Automated, scheduled Test Runs

Now we know how we can write and execute our tests in the IDE. However these tests should be also executed automatically from time to time. Based on the development method, this could be after a daily build, or during a testing period, but the best is to execute the full Test Suite or at least a subset many times a day, hourly for example, or after each commit in the Version Control system.

Most web applications require a database, and the Test Case scenarios typically have pre-conditions, or initial system state. So any automated test run should be executed on a cleanly built system, using a fresh database, which may already contain some test data specified in the Test Cases. Actually there are other alternatives, like each Test Case can prepare the test data for itself during the setup method, but I prefer to have the DB scripts inserting the test data. This way the QA Engineers manually testing the application can see the same initial state and configured pre-conditions for their tests.

Some tests may put the system in an invalid state. Typically Web Applications should not allow input which can cause a system-wide failure, but perhaps the reason of the automated Test Case is to highlight such an issue in the application. Running this TC with the rest of the Test Cases could heavily influence many other tests.
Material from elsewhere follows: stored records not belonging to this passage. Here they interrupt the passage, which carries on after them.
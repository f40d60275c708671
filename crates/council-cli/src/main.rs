use anyhow::Result;
use clap::Parser;
use council_cli::{commands, Cli};

#[tokio::main]
async fn main() -> Result<()> {
    tracing_subscriber::fmt()
        .with_env_filter(
            tracing_subscriber::EnvFilter::try_from_default_env()
                .unwrap_or_else(|_| "info".into()),
        )
        .with_writer(std::io::stderr)
        .init();

    commands::run(Cli::parse()).await
}
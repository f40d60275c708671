//! Terminal output for live streams and stored sessions.

use coordination::session::{CouncilPhase, LogKind, Session};
use coordination::stream::CouncilEvent;
use std::io::{self, Write};

/// Prints stream progress as events are applied.
#[derive(Debug)]
pub struct ProgressPrinter<W: Write> {
    out: W,
    last_phase: Option<CouncilPhase>,
    in_final_text: bool,
}

impl<W: Write> ProgressPrinter<W> {
    pub fn new(out: W) -> Self {
        Self {
            out,
            last_phase: None,
            in_final_text: false,
        }
    }

    pub fn into_inner(self) -> W {
        self.out
    }

    /// Report one applied event. `session` is the state after the event.
    pub fn on_event(&mut self, session: &Session, event: &CouncilEvent) -> io::Result<()> {
        let phase = session.phase();
        if self.last_phase != Some(phase) {
            self.end_final_text()?;
            writeln!(self.out, "== {} ==", phase_title(phase))?;
            self.last_phase = Some(phase);
        }

        match event {
            CouncilEvent::GeneratorStart(start) => {
                let agent = start.agent.as_deref().unwrap_or("?");
                match &start.model {
                    Some(model) => writeln!(self.out, "  {} is thinking ({})", agent, model)?,
                    None => writeln!(self.out, "  {} is thinking", agent)?,
                }
            }
            CouncilEvent::GeneratorDone(done) => {
                let agent = done.agent.as_deref().unwrap_or("?");
                let chars = session
                    .generator_streams
                    .get(agent)
                    .map(|s| s.chars().count())
                    .unwrap_or(0);
                writeln!(
                    self.out,
                    "  {} answered ({} chars, {:.1}s)",
                    agent,
                    chars,
                    done.metrics.time_taken.unwrap_or_default()
                )?;
            }
            CouncilEvent::CriticResult(batch) => {
                if let Some(winner) = batch.winner_id.as_deref().filter(|w| !w.is_empty()) {
                    writeln!(self.out, "  Critic favours {}", winner)?;
                }
            }
            CouncilEvent::ArchitectResult(result) => {
                writeln!(
                    self.out,
                    "  Blueprint with {} sections",
                    result.structure.len()
                )?;
            }
            CouncilEvent::FinalizerChunk(chunk) => {
                write!(self.out, "{}", chunk.chunk)?;
                self.in_final_text = true;
                self.out.flush()?;
            }
            CouncilEvent::Done(_) => {
                self.end_final_text()?;
                writeln!(
                    self.out,
                    "Council adjourned in {:.1}s using {} tokens",
                    session.metrics.total_time, session.metrics.total_tokens.total
                )?;
            }
            CouncilEvent::Error(error) => {
                self.end_final_text()?;
                writeln!(
                    self.out,
                    "  ! {}",
                    error.message.as_deref().unwrap_or("unknown error")
                )?;
            }
            CouncilEvent::GeneratorChunk(_) | CouncilEvent::FinalizerDone(_) => {}
        }
        Ok(())
    }

    fn end_final_text(&mut self) -> io::Result<()> {
        if self.in_final_text {
            writeln!(self.out)?;
            self.in_final_text = false;
        }
        Ok(())
    }
}

fn phase_title(phase: CouncilPhase) -> &'static str {
    match phase {
        CouncilPhase::Idle => "Idle",
        CouncilPhase::Generating => "Phase 1: Generation",
        CouncilPhase::Critiquing => "Phase 2: Critique",
        CouncilPhase::Architecting => "Phase 3: Architecture",
        CouncilPhase::Finalizing => "Phase 4: Final synthesis",
    }
}

/// One line per session, newest first.
pub fn write_session_list(
    out: &mut impl Write,
    sessions: &[Session],
    current: Option<&str>,
) -> io::Result<()> {
    if sessions.is_empty() {
        return writeln!(out, "No sessions yet.");
    }
    for session in sessions {
        let marker = if current == Some(session.id.as_str()) {
            "*"
        } else {
            " "
        };
        writeln!(out, "{} {}", marker, session.status_line())?;
    }
    Ok(())
}

/// Everything recorded for one session.
pub fn write_session(out: &mut impl Write, session: &Session) -> io::Result<()> {
    writeln!(out, "Session {}", session.id)?;
    writeln!(out, "Date:    {}", session.date.format("%Y-%m-%d %H:%M:%S UTC"))?;
    writeln!(out, "Query:   {}", session.query)?;
    writeln!(out, "Phase:   {}", phase_title(session.phase()))?;
    writeln!(out, "Summary: {}", session.summary)?;
    writeln!(out, "Agents:  {}", session.selected_agent_ids().join(", "))?;

    for (agent, text) in &session.generator_streams {
        writeln!(out)?;
        match session.agent_models.get(agent) {
            Some(model) => writeln!(out, "--- {} ({}) ---", agent, model)?,
            None => writeln!(out, "--- {} ---", agent)?,
        }
        writeln!(out, "{}", text)?;
    }

    if let Some(critic) = &session.critic_data {
        writeln!(out)?;
        writeln!(out, "--- Critic ---")?;
        writeln!(out, "Winner: {}", critic.winner_id)?;
        for (agent, score) in &critic.scores {
            writeln!(out, "  {:<24} {:>5.1}", agent, score)?;
        }
        for (agent, flaw) in &critic.flaws {
            writeln!(out, "  {} flaws: {}", agent, flaw)?;
        }
        if !critic.reasoning.is_empty() {
            writeln!(out, "{}", critic.reasoning)?;
        }
    }

    if let Some(architect) = &session.architect_data {
        writeln!(out)?;
        writeln!(out, "--- Blueprint ---")?;
        for (i, section) in architect.structure.iter().enumerate() {
            writeln!(out, "  {}. {}", i + 1, section)?;
        }
        for fact in &architect.missing_facts_to_add {
            writeln!(out, "  + {}", fact)?;
        }
        if !architect.tone_guidelines.is_empty() {
            writeln!(out, "Tone: {}", architect.tone_guidelines)?;
        }
    }

    if !session.finalizer_text.is_empty() {
        writeln!(out)?;
        writeln!(out, "--- Final answer ---")?;
        writeln!(out, "{}", session.finalizer_text)?;
    }

    let notes: Vec<_> = session
        .messages
        .iter()
        .filter(|m| m.kind == LogKind::System)
        .collect();
    if !notes.is_empty() {
        writeln!(out)?;
        for note in notes {
            writeln!(out, "[{}] {}", note.sender, note.content)?;
        }
    }

    if session.metrics.total_time > 0.0 {
        writeln!(out)?;
        writeln!(
            out,
            "Total: {:.1}s, {} tokens ({} prompt / {} completion)",
            session.metrics.total_time,
            session.metrics.total_tokens.total,
            session.metrics.total_tokens.prompt,
            session.metrics.total_tokens.completion
        )?;
    }
    Ok(())
}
These "viral" tests can be excluded from the batch test run, and they can be run separately, restoring the initial database state after running them.

The Ant build system has everything that is needed to do these test runs: there are available tasks which can load up the test data in the database, there is a <junit> task which can execute our test cases, and there is a task to format a HTML report from the result of our Test Cases. So all we need to do is to create a build.xml file, which compiles the TC classes, executes the DB init scripts, executes the tests, and then outputs the report for us. It's useful to have up-to-date HTML reports available on a project-specific intranet site. This way the developers and the management can see the status of the application.

Here's a sample section from an Ant build.xml file:

<!-- runs all unit test -->
<target name="junit" depends="jar_test">
      <mkdir dir="${log.dir}" />
             <junit printsummary="yes" haltonfailure="no">
	     <classpath refid="compile.class.path"/>
	     <fileset dir="${dist.dir}" includes="*.jar" />
	     <pathelement location="$(conf.dir}" />
            <batchtest fork="yes" todir="${log.dir}">
          <formatter type="xml" />
          <fileset dir="${src.test.dir}">
            <include name="**/*Test.java" />
    <junitreport todir="${log.dir}">
         <fileset dir="${log.dir}">
           <include name="TEST-*.xml"/>
         <report format="frames" todir="${log.dir}"/>

Functional Testing for Programmers

While writing unit tests is a popular and fashionable activity, most software developers I know either hate or simply don't like to do functional testing on other people's applications. While using HttpUnit will not replace manual testing, it is nevertheless a great way to create automated tests programmatically, with much more freedom than the typical visual test scripting environments. While tools recording the Browser activity tend to record every insignificant detail, with big and hard-to-modify recorded scripts, using HttpUnit will allow a developer to create readable, concise, and cleanly structured code, which can focus on validating the important details. So if you get a task to do functional tests for a few weeks, I can assure you that you'll encounter enough challenges to keep you interested, and to enjoy your work.